Scientists say that many Americans' bodies don't produce enough of the lactose-dissolving enzyme lactase, and the problem may be genetic. Such lactose intolerance is a serious annoyance for 30 million to 50 million Americans who have trouble with foods like milk, ice cream, and cheese pizza. Leena Peltonen of the University of California, Los Angeles, along with a group of Finnish researchers, found a DNA variation that appears in such people, but not in others. The results, published in Nature Genetics, suggest that it must be inherited from both parents. Researchers don't see a cure coming from this research, but they do hope to develop a simple blood test to diagnose lactose intolerance.
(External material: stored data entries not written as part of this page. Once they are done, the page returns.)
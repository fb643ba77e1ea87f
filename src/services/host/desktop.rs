use super::display_config::DisplayConfigListener;
use super::shared::{Capabilities, SharedState, Snapshot};
use super::sway::SwayProbe;
use super::xdotool::XdotoolProbe;
use super::BackendHost;
use crate::config::Config;
use crate::error::{FocusCircleError, Result};
use crate::events::HostEvent;
use crate::{debug_if_enabled, trace_if_enabled};
use std::sync::Arc;
use tokio::sync::mpsc::UnboundedSender;
use tokio::time::{interval, sleep, Duration, MissedTickBehavior};
use tracing::{error, info, warn};

/// Способ получить состояние оконной системы через внешние утилиты
#[async_trait::async_trait]
pub trait WindowProbe: Send + Sync {
    fn name(&self) -> &'static str;
    async fn test(&self) -> Result<()>;
    async fn snapshot(&self) -> Result<Snapshot>;
}

fn boxed<P: WindowProbe + 'static>(probe: P) -> Box<dyn WindowProbe> {
    Box::new(probe)
}

/// Кандидаты в порядке предпочтения для заданного режима детекции
fn candidate_probes(detection_mode: &str) -> Vec<Box<dyn WindowProbe>> {
    match detection_mode {
        "sway" => vec![boxed(SwayProbe::new())],
        "xdotool" => vec![boxed(XdotoolProbe::new())],
        _ => {
            let on_sway = std::env::var("SWAYSOCK").is_ok()
                || std::env::var("XDG_CURRENT_DESKTOP")
                    .map(|d| d.to_lowercase().contains("sway"))
                    .unwrap_or(false);
            if on_sway {
                vec![boxed(SwayProbe::new()), boxed(XdotoolProbe::new())]
            } else {
                vec![boxed(XdotoolProbe::new()), boxed(SwayProbe::new())]
            }
        }
    }
}

async fn detect_working_probe(probes: &[Box<dyn WindowProbe>]) -> Option<usize> {
    info!("Определяем рабочий метод детекции окон...");
    for (index, probe) in probes.iter().enumerate() {
        match probe.test().await {
            Ok(()) => {
                info!("Используем {}", probe.name());
                return Some(index);
            }
            Err(e) => {
                debug_if_enabled!("{} недоступен: {}", probe.name(), e);
            }
        }
    }
    None
}

/// Запустить хост, опрашивающий оконную систему
pub async fn start(config: Arc<Config>, events: UnboundedSender<HostEvent>) -> Result<BackendHost> {
    info!(
        "Инициализация DesktopHost (режим детекции: {})",
        config.window.detection_mode
    );

    let probes = candidate_probes(&config.window.detection_mode);
    let mut working = detect_working_probe(&probes)
        .await
        .ok_or_else(|| FocusCircleError::ServiceUnavailable("Ни один метод детекции окон не работает".to_string()))?;

    let display_config = match DisplayConfigListener::probe().await {
        Ok(listener) => listener,
        Err(e) => {
            warn!("D-Bus недоступен, уведомления DisplayConfig отключены: {}", e);
            None
        }
    };

    // DisplayConfig включит сам слушатель, когда подпишется на сигнал
    let capabilities = Capabilities {
        display_config: false,
        ..Capabilities::all()
    };
    let shared = SharedState::new(events.clone(), capabilities);

    // Начальное состояние до первых подписок
    match probes[working].snapshot().await {
        Ok(snapshot) => {
            shared.apply(snapshot);
        }
        Err(e) => warn!("Не удалось получить начальное состояние: {}", e),
    }

    let mut tasks = Vec::new();

    if let Some(listener) = display_config {
        match listener.spawn(Arc::clone(&shared)).await {
            Ok(task) => tasks.push(task),
            Err(e) => warn!("Не удалось подписаться на MonitorsChanged: {}", e),
        }
    }

    let poller_shared = Arc::clone(&shared);
    let polling_interval = Duration::from_millis(config.window.polling_interval_ms);
    tasks.push(tokio::spawn(async move {
        let mut ticker = interval(polling_interval);
        ticker.set_missed_tick_behavior(MissedTickBehavior::Delay);
        info!("Опрос оконной системы активен с методом: {}", probes[working].name());

        loop {
            ticker.tick().await;

            match probes[working].snapshot().await {
                Ok(snapshot) => {
                    trace_if_enabled!("Снимок состояния: {:?}", snapshot);
                    let emitted = poller_shared.apply(snapshot);
                    if !emitted.is_empty() {
                        debug_if_enabled!("Отправлены события: {:?}", emitted);
                    }
                }
                Err(e) => {
                    warn!(
                        "Рабочий метод {} перестал работать: {}. Переопределяем...",
                        probes[working].name(),
                        e
                    );
                    match detect_working_probe(&probes).await {
                        Some(index) => working = index,
                        None => {
                            error!("Ни один метод не работает. Приостанавливаем детекцию на 10 секунд");
                            sleep(Duration::from_secs(10)).await;
                        }
                    }
                }
            }
        }
    }));

    Ok(BackendHost::new("desktop", shared, events, tasks))
}
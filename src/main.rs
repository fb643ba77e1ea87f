use anyhow::Result;
use clap::Parser;
use std::sync::Arc;
use tokio::signal;
use tokio::signal::unix::{signal as unix_signal, SignalKind};
use tokio::sync::mpsc::unbounded_channel;
use tracing::{error, info, warn};
mod config;
mod error;
mod events;
mod geometry;
mod services;
mod utils;

use config::Config;
use services::{create_host, Extension};

#[derive(Parser, Debug)]
#[command(name = "focus-circle")]
#[command(about = "Показывает временный маркер в левом верхнем углу активного окна")]
struct Args {
    /// Путь к файлу конфигурации
    #[arg(short, long, default_value = "focus-circle.toml")]
    config: String,

    /// Режим сухого запуска (эмуляция оконной системы)
    #[arg(long)]
    dry_run: bool,

    /// Уровень логирования (по умолчанию из конфигурации)
    #[arg(long)]
    log_level: Option<String>,
}

#[tokio::main]
async fn main() -> Result<()> {
    let args = Args::parse();

    // Загрузка конфигурации
    let config = Arc::new(Config::load(&args.config)?);

    // Инициализация системы логирования
    let log_level = args.log_level.as_deref().unwrap_or(&config.logging.level);
    init_tracing(log_level, &config.logging.format)?;

    info!("Запуск focus-circle v{}", env!("CARGO_PKG_VERSION"));
    info!("Конфигурация загружена из: {}", args.config);

    if args.dry_run {
        warn!("Режим сухого запуска - оконная система эмулируется");
    }

    // Все события оконной системы и таймеров проходят через одну очередь
    let (events_tx, mut events_rx) = unbounded_channel();
    let host = create_host(config.clone(), events_tx, args.dry_run).await?;

    let mut extension = Extension::new(config.clone(), host);
    extension.activate()?;

    let mut terminate = unix_signal(SignalKind::terminate())?;
    let mut toggle = unix_signal(SignalKind::user_defined1())?;

    info!("Маркер фокуса запущен (SIGUSR1 - включить/выключить)");

    loop {
        tokio::select! {
            event = events_rx.recv() => match event {
                Some(event) => extension.handle_event(event),
                None => {
                    warn!("Очередь событий закрыта");
                    break;
                }
            },
            _ = toggle.recv() => match extension.toggle() {
                Ok(active) => info!("Получен SIGUSR1, маркер {}", if active { "включён" } else { "выключен" }),
                Err(e) => error!("Не удалось включить маркер: {}", e),
            },
            result = signal::ctrl_c() => {
                match result {
                    Ok(()) => info!("Получен сигнал завершения (Ctrl+C)"),
                    Err(err) => error!("Ошибка при ожидании сигнала завершения: {}", err),
                }
                break;
            }
            _ = terminate.recv() => {
                info!("Получен сигнал завершения (SIGTERM)");
                break;
            }
        }
    }

    info!("Завершение работы...");
    extension.deactivate();

    info!("focus-circle завершил работу");
    Ok(())
}

fn init_tracing(level: &str, format: &str) -> Result<()> {
    use tracing_subscriber::{layer::SubscriberExt, util::SubscriberInitExt, EnvFilter};

    let filter = EnvFilter::try_from_default_env()
        .or_else(|_| EnvFilter::try_new(level))?;

    let registry = tracing_subscriber::registry().with(filter);
    if format == "pretty" {
        registry.with(tracing_subscriber::fmt::layer().pretty()).init();
    } else {
        registry.with(tracing_subscriber::fmt::layer().compact()).init();
    }

    Ok(())
}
Lactose intolerance happens when people can't properly digest the main sugar in milk products. Uncomfortable side effects follow consumption of ordinary dairy products, including nausea, cramps, and diarrhea. Those with the condition must cut back on such foods and beverages or consume lactose-free milk and dietary supplements. The American Dietetic Association reports that lactose intolerance is strongest among ethic minorities in America: 50 percent of Hispanics, 75 percent of Native Americans/Indians and European Jews, 80 percent of blacks, and 90 percent of Asians have the problem-compared to only 5 percent to 15 percent of Caucasians. Lactose intolerance raises concern among experts because limiting dairy products can affect a person's nutrition, opening the way to more serious medical problems like osteoporosis with hypertension and colon cancer. Doctors recommend green vegetables, fish, and soy for those who have the problem, since they are good nondairy sources of calcium.